Russian economists and officials foresee a hard struggle in 2025
Briefly

Andrei Klepach, chief economist at VEB.RF, predicted a decrease in economic growth from an estimated 2.5% to around 2% for 2025, the best-case scenario. He also revised down the projection for fixed capital investment growth from 1.9% to 1%, attributing these trends to the central bank's elevated interest rates, which hamper investment and economic activity.
Alexander Shokhin, president of the Russian Union of Industrialists and Entrepreneurs, warned that high interest rates are prompting companies to postpone investments until after 2025. He emphasized that more companies are struggling to obtain funds and urged the government to enhance support measures like preferential loans at fixed rates.
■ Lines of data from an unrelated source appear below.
//! Transceiver (SFP) handle contract.

use std::fmt;

/// A pluggable transceiver module slot.
///
/// Generic SFP behaviour (EEPROM, presence, DOM) belongs to the base
/// platform; chassis overrides only need to identify and hand out handles.
pub trait SfpBase: fmt::Debug + Send + Sync {
    /// Returns the logical port name (e.g. `Ethernet0`).
    fn name(&self) -> &str;

    /// Returns the 0-based position of this module in the chassis list.
    fn position(&self) -> usize;
}

/// Minimal [`SfpBase`] built from platform port data.
#[derive(Debug, Clone, PartialEq, Eq)]
pub struct PortSfp {
    name: String,
    position: usize,
}

impl PortSfp {
    /// Creates a handle for the port at `position`.
    pub fn new(name: impl Into<String>, position: usize) -> Self {
        Self {
            name: name.into(),
            position,
        }
    }
}

impl SfpBase for PortSfp {
    fn name(&self) -> &str {
        &self.name
    }

    fn position(&self) -> usize {
        self.position
    }
}
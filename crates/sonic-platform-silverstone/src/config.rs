//! Platform configuration for the Silverstone chassis.
//!
//! Loads and validates chassis settings from a TOML file.
//! Default location: /usr/share/sonic/platform/silverstone-chassis.toml
//!
//! Every field has a default matching the shipping hardware, so a missing
//! file or a partial file is valid.

use serde::{Deserialize, Serialize};
use std::fs;
use std::path::{Path, PathBuf};
use thiserror::Error;

use sonic_platform_common::PlatformError;

/// Default configuration file path.
pub const DEFAULT_CONFIG_PATH: &str = "/usr/share/sonic/platform/silverstone-chassis.toml";

/// Errors raised while loading configuration.
#[derive(Debug, Error)]
pub enum ConfigError {
    /// Reading the file failed.
    #[error("Failed to read config file {}: {source}", path.display())]
    Io {
        /// The config file path.
        path: PathBuf,
        /// The underlying IO error.
        #[source]
        source: std::io::Error,
    },

    /// The file is not valid TOML for this schema.
    #[error("Failed to parse config file: {0}")]
    Parse(#[from] toml::de::Error),

    /// A value is outside its allowed range.
    #[error(transparent)]
    Invalid(#[from] PlatformError),
}

/// Chassis identity and inventory counts passed to the base chassis.
#[derive(Debug, Clone, PartialEq, Serialize, Deserialize)]
pub struct ChassisConfig {
    /// Platform name
    #[serde(default = "default_chassis_name")]
    pub name: String,

    /// Hardware model
    #[serde(default = "default_chassis_model")]
    pub model: String,

    /// Number of fans
    #[serde(default = "default_num_fans")]
    pub num_fans: usize,

    /// Number of power supplies
    #[serde(default = "default_num_psus")]
    pub num_psus: usize,

    /// Number of thermal sensors
    #[serde(default = "default_num_thermals")]
    pub num_thermals: usize,
}

/// Front-panel transceiver layout.
#[derive(Debug, Clone, PartialEq, Serialize, Deserialize)]
pub struct SfpConfig {
    /// Number of transceiver slots
    #[serde(default = "default_sfp_count")]
    pub count: usize,

    /// Logical port name prefix
    #[serde(default = "default_port_prefix")]
    pub port_prefix: String,

    /// Lane stride between consecutive logical port numbers
    #[serde(default = "default_port_stride")]
    pub port_stride: usize,
}

/// Location of the CPLD reboot-cause register.
#[derive(Debug, Clone, PartialEq, Serialize, Deserialize)]
pub struct RebootCauseConfig {
    /// I2C bus number
    #[serde(default = "default_reboot_cause_bus")]
    pub bus: u8,

    /// CPLD device address
    #[serde(default = "default_reboot_cause_address")]
    pub address: u8,

    /// Reboot-cause register offset
    #[serde(default = "default_reboot_cause_register")]
    pub register: u8,
}

/// CPLD watchdog device paths.
#[derive(Debug, Clone, PartialEq, Serialize, Deserialize)]
pub struct WatchdogConfig {
    /// sysfs directory of the watchdog class device
    #[serde(default = "default_watchdog_sysfs_path")]
    pub sysfs_path: PathBuf,

    /// Character device used to arm/disarm
    #[serde(default = "default_watchdog_device_path")]
    pub device_path: PathBuf,
}

/// Complete platform configuration
#[derive(Debug, Clone, Default, PartialEq, Serialize, Deserialize)]
pub struct PlatformConfig {
    /// Chassis identity
    #[serde(default)]
    pub chassis: ChassisConfig,

    /// Transceiver layout
    #[serde(default)]
    pub sfp: SfpConfig,

    /// Reboot-cause register
    #[serde(default)]
    pub reboot_cause: RebootCauseConfig,

    /// Watchdog device
    #[serde(default)]
    pub watchdog: WatchdogConfig,
}

// Default functions
fn default_chassis_name() -> String {
    "x86_64-cel_silverstone-r0".to_string()
}

fn default_chassis_model() -> String {
    "Silverstone".to_string()
}

fn default_num_fans() -> usize {
    7
}

fn default_num_psus() -> usize {
    2
}

fn default_num_thermals() -> usize {
    11
}

fn default_sfp_count() -> usize {
    34
}

fn default_port_prefix() -> String {
    "Ethernet".to_string()
}

fn default_port_stride() -> usize {
    8
}

fn default_reboot_cause_bus() -> u8 {
    104
}

fn default_reboot_cause_address() -> u8 {
    0x0d
}

fn default_reboot_cause_register() -> u8 {
    0x06
}

fn default_watchdog_sysfs_path() -> PathBuf {
    PathBuf::from("/sys/class/watchdog/watchdog0")
}

fn default_watchdog_device_path() -> PathBuf {
    PathBuf::from("/dev/watchdog0")
}

// Default implementations
impl Default for ChassisConfig {
    fn default() -> Self {
        Self {
            name: default_chassis_name(),
            model: default_chassis_model(),
            num_fans: default_num_fans(),
            num_psus: default_num_psus(),
            num_thermals: default_num_thermals(),
        }
    }
}

impl Default for SfpConfig {
    fn default() -> Self {
        Self {
            count: default_sfp_count(),
            port_prefix: default_port_prefix(),
            port_stride: default_port_stride(),
        }
    }
}

impl Default for RebootCauseConfig {
    fn default() -> Self {
        Self {
            bus: default_reboot_cause_bus(),
            address: default_reboot_cause_address(),
            register: default_reboot_cause_register(),
        }
    }
}

impl Default for WatchdogConfig {
    fn default() -> Self {
        Self {
            sysfs_path: default_watchdog_sysfs_path(),
            device_path: default_watchdog_device_path(),
        }
    }
}

impl SfpConfig {
    /// Returns the logical port name for the slot at 0-based `position`.
    pub fn port_name(&self, position: usize) -> String {
        format!("{}{}", self.port_prefix, position * self.port_stride)
    }
}

impl PlatformConfig {
    /// Parses configuration from TOML text and validates it.
    pub fn from_toml(content: &str) -> Result<Self, ConfigError> {
        let config: PlatformConfig = toml::from_str(content)?;
        config.validate()?;
        Ok(config)
    }

    /// Loads configuration from a TOML file.
    pub fn load(path: impl AsRef<Path>) -> Result<Self, ConfigError> {
        let path = path.as_ref();
        let content = fs::read_to_string(path).map_err(|source| ConfigError::Io {
            path: path.to_path_buf(),
            source,
        })?;
        Self::from_toml(&content)
    }

    /// Loads configuration from `path`, falling back to defaults when the
    /// file does not exist.
    pub fn load_or_default(path: impl AsRef<Path>) -> Result<Self, ConfigError> {
        let path = path.as_ref();
        if path.exists() {
            Self::load(path)
        } else {
            tracing::debug!(path = %path.display(), "Config file not found, using defaults");
            Ok(Self::default())
        }
    }

    /// Validates value ranges.
    pub fn validate(&self) -> Result<(), PlatformError> {
        if self.chassis.name.trim().is_empty() {
            return Err(PlatformError::invalid_config(
                "chassis.name",
                "must not be empty",
            ));
        }

        if self.sfp.port_stride == 0 {
            return Err(PlatformError::invalid_config(
                "sfp.port_stride",
                "must be at least 1",
            ));
        }

        // 7-bit addresses outside the reserved ranges
        if !(0x03..=0x77).contains(&self.reboot_cause.address) {
            return Err(PlatformError::invalid_config(
                "reboot_cause.address",
                format!(
                    "0x{:02x} is not a valid 7-bit I2C device address",
                    self.reboot_cause.address
                ),
            ));
        }

        Ok(())
    }
}

#[cfg(test)]
mod tests {
    use super::*;
    use pretty_assertions::assert_eq;
    use std::io::Write;
    use tempfile::NamedTempFile;

    #[test]
    fn test_defaults_match_hardware() {
        let config = PlatformConfig::default();
        assert_eq!(config.reboot_cause.bus, 104);
        assert_eq!(config.reboot_cause.address, 0x0d);
        assert_eq!(config.reboot_cause.register, 0x06);
        assert_eq!(config.sfp.count, 34);
        assert_eq!(
            config.watchdog.sysfs_path,
            PathBuf::from("/sys/class/watchdog/watchdog0")
        );
        assert!(config.validate().is_ok());
    }

    #[test]
    fn test_empty_toml_is_default() {
        let config = PlatformConfig::from_toml("").unwrap();
        assert_eq!(config, PlatformConfig::default());
    }

    #[test]
    fn test_partial_toml() {
        let config = PlatformConfig::from_toml(
            r#"
            [sfp]
            count = 4

            [reboot_cause]
            bus = 2
            "#,
        )
        .unwrap();
        assert_eq!(config.sfp.count, 4);
        assert_eq!(config.sfp.port_prefix, "Ethernet");
        assert_eq!(config.reboot_cause.bus, 2);
        assert_eq!(config.reboot_cause.address, 0x0d);
    }

    #[test]
    fn test_port_name() {
        let sfp = SfpConfig::default();
        assert_eq!(sfp.port_name(0), "Ethernet0");
        assert_eq!(sfp.port_name(3), "Ethernet24");
    }

    #[test]
    fn test_validate_rejects_bad_values() {
        let mut config = PlatformConfig::default();
        config.sfp.port_stride = 0;
        assert!(config.validate().is_err());

        let mut config = PlatformConfig::default();
        config.reboot_cause.address = 0x78;
        let err = config.validate().unwrap_err();
        assert!(err.to_string().contains("reboot_cause.address"));

        let mut config = PlatformConfig::default();
        config.chassis.name = "  ".to_string();
        assert!(config.validate().is_err());
    }

    #[test]
    fn test_invalid_toml() {
        let err = PlatformConfig::from_toml("[sfp]\ncount = \"many\"").unwrap_err();
        assert!(matches!(err, ConfigError::Parse(_)));
    }

    #[test]
    fn test_load_from_file() {
        let mut file = NamedTempFile::new().unwrap();
        writeln!(file, "[chassis]\nmodel = \"Silverstone-X\"").unwrap();

        let config = PlatformConfig::load(file.path()).unwrap();
        assert_eq!(config.chassis.model, "Silverstone-X");
    }

    #[test]
    fn test_load_or_default_missing_file() {
        let dir = tempfile::tempdir().unwrap();
        let config = PlatformConfig::load_or_default(dir.path().join("absent.toml")).unwrap();
        assert_eq!(config, PlatformConfig::default());
    }
}
// The infra module contains implementations of core traits.
// Each feature implementation goes in its own submodule.

#[path = "ai/mod.rs"]
pub mod ai;

#[path = "reputation/lols_client.rs"]
pub mod reputation;

#[path = "admin/members_roster.rs"]
pub mod admin;

#[path = "telegram/bot_api_client.rs"]
pub mod telegram;

#[path = "state/json_state_store.rs"]
pub mod state;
Deputy Prime Minister Alexander Novak stated that high interest rates have led to a decline in investment activity, estimating it dropped from 10% in the first half of the year to around 7.8% for the entirety of the year, highlighting the adverse impact of increased key rates on economic growth.
Russian Prime Minister Mikhail Mishustin announced a financial allocation of nearly 2.5 billion rubles (approximately $25.6 million) for preferential loans, noting that some companies would receive a subsidized interest rate ranging from 1% to 5%, aimed at stimulating investment despite the challenging high-interest environment.